● Collected data entries
►

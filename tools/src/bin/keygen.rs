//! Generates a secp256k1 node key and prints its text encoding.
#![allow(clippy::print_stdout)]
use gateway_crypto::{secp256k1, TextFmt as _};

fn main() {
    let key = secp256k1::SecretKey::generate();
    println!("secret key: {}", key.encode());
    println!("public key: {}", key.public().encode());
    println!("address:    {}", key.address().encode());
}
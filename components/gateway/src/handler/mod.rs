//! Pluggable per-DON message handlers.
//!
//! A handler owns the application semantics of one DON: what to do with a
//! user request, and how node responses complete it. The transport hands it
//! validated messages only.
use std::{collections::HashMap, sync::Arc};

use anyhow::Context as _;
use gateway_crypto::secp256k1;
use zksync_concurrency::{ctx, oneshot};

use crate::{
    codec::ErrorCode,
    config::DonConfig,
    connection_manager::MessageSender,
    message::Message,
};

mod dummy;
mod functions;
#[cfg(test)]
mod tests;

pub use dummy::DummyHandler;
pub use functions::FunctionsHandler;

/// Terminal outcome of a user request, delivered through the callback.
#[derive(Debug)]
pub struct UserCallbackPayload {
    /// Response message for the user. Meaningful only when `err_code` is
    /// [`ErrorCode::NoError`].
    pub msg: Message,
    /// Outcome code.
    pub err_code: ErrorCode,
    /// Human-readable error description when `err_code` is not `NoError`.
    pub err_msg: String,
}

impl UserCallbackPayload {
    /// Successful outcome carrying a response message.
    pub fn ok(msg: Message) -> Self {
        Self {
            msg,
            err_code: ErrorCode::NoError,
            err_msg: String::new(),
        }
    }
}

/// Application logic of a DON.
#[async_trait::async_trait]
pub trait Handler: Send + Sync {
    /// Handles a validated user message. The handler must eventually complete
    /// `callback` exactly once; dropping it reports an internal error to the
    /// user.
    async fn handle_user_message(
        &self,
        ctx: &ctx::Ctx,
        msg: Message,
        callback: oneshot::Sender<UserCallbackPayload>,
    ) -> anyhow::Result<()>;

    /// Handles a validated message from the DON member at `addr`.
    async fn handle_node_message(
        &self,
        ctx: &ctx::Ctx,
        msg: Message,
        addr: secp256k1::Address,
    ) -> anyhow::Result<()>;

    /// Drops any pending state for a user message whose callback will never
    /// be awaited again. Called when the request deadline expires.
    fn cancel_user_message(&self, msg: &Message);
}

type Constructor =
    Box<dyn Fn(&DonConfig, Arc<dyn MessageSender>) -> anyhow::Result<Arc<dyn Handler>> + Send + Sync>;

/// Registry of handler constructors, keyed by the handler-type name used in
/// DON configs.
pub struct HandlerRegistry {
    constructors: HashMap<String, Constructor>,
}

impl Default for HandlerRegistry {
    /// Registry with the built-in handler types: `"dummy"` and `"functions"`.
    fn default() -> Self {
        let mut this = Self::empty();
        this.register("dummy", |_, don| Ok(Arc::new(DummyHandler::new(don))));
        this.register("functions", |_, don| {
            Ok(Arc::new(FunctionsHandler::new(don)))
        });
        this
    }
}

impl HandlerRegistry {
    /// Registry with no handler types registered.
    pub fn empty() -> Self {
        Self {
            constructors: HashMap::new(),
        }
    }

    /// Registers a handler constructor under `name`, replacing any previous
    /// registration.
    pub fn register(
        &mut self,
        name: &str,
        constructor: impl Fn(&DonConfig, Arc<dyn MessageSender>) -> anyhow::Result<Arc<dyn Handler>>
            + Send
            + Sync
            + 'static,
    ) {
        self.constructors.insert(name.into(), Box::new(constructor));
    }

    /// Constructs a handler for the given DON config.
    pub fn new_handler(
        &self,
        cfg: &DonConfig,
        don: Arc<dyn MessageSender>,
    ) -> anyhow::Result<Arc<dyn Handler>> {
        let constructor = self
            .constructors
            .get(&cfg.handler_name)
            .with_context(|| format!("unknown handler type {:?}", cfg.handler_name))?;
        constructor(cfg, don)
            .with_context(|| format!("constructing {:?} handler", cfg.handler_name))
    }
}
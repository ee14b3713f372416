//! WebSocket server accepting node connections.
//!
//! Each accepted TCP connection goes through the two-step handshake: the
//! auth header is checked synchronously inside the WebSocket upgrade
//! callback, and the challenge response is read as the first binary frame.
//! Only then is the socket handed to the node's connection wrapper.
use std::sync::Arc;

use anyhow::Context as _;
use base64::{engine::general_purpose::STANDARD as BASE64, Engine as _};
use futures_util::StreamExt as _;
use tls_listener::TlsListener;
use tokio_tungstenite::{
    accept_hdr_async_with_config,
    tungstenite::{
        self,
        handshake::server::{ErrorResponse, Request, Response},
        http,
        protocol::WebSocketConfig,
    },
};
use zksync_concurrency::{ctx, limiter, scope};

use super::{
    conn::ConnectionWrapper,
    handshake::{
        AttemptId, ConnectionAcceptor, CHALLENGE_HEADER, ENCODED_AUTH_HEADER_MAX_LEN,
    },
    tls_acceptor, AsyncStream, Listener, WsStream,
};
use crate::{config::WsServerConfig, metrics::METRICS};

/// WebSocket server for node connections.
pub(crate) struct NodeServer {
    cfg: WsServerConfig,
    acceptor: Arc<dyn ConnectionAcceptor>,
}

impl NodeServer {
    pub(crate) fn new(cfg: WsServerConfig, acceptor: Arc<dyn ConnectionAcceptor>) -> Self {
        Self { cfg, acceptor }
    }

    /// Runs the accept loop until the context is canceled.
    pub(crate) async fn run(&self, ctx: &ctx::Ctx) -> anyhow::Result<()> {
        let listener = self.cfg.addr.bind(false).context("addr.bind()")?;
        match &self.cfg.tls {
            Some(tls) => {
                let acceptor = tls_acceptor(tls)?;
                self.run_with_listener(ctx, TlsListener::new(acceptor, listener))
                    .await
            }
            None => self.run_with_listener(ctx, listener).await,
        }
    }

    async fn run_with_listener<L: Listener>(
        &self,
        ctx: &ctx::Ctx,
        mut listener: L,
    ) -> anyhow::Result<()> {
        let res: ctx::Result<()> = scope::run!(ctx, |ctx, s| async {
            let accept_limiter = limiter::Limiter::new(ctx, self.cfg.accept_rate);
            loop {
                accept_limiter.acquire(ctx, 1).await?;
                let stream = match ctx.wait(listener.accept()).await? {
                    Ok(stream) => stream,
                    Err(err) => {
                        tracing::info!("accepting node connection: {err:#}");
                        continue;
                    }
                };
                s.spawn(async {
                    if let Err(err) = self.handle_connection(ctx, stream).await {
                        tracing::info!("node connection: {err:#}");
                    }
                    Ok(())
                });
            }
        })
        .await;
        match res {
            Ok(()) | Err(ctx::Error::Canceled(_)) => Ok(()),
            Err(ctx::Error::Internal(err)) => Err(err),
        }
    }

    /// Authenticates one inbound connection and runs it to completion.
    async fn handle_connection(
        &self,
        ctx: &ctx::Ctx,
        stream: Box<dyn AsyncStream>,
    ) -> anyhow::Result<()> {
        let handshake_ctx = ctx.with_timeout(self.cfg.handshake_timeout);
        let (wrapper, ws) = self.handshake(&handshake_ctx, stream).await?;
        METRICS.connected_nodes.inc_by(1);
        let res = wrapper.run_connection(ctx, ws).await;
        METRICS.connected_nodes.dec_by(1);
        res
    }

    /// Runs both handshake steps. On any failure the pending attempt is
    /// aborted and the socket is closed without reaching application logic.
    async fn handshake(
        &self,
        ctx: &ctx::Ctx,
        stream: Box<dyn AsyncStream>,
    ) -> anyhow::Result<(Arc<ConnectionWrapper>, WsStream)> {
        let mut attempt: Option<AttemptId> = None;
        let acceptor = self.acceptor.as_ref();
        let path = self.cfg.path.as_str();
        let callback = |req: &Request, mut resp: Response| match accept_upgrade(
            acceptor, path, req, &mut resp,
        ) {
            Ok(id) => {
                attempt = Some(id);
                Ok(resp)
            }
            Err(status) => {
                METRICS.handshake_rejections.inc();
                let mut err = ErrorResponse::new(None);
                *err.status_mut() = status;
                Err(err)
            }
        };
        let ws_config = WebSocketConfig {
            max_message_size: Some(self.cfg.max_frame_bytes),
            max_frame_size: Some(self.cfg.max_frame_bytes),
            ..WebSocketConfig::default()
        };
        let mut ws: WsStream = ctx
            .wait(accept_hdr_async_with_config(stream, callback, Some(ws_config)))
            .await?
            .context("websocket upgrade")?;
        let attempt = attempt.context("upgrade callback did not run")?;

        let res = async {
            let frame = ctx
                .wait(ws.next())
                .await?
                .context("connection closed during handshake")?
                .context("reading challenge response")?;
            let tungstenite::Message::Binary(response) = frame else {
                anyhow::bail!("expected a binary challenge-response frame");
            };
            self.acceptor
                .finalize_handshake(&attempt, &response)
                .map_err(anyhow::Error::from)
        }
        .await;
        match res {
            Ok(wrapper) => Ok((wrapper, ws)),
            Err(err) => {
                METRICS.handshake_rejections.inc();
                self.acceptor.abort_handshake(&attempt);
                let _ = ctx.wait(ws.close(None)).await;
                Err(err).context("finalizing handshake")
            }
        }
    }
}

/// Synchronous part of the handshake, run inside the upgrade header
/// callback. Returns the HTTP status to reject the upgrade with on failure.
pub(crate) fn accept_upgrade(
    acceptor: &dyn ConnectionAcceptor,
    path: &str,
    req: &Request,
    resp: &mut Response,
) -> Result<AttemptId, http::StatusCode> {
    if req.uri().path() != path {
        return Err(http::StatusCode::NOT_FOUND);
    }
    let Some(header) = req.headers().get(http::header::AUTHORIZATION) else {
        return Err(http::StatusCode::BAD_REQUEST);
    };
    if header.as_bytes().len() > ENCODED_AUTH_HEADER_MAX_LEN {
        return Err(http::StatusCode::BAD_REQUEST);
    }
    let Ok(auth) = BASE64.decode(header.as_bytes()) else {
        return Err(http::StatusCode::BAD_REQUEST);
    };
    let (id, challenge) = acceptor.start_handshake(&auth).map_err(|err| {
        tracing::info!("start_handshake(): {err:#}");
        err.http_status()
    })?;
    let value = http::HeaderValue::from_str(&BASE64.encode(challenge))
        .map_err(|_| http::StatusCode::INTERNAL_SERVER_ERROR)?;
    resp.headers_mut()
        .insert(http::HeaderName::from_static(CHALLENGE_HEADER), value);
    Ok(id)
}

◄

● AIM OF THE EXERCISE
Which lines above carry the string "value"? Copy those lines.

● SOLUTION
    let value = http::HeaderValue::from_str(&BASE64.encode(challenge))
        .insert(http::HeaderName::from_static(CHALLENGE_HEADER), value);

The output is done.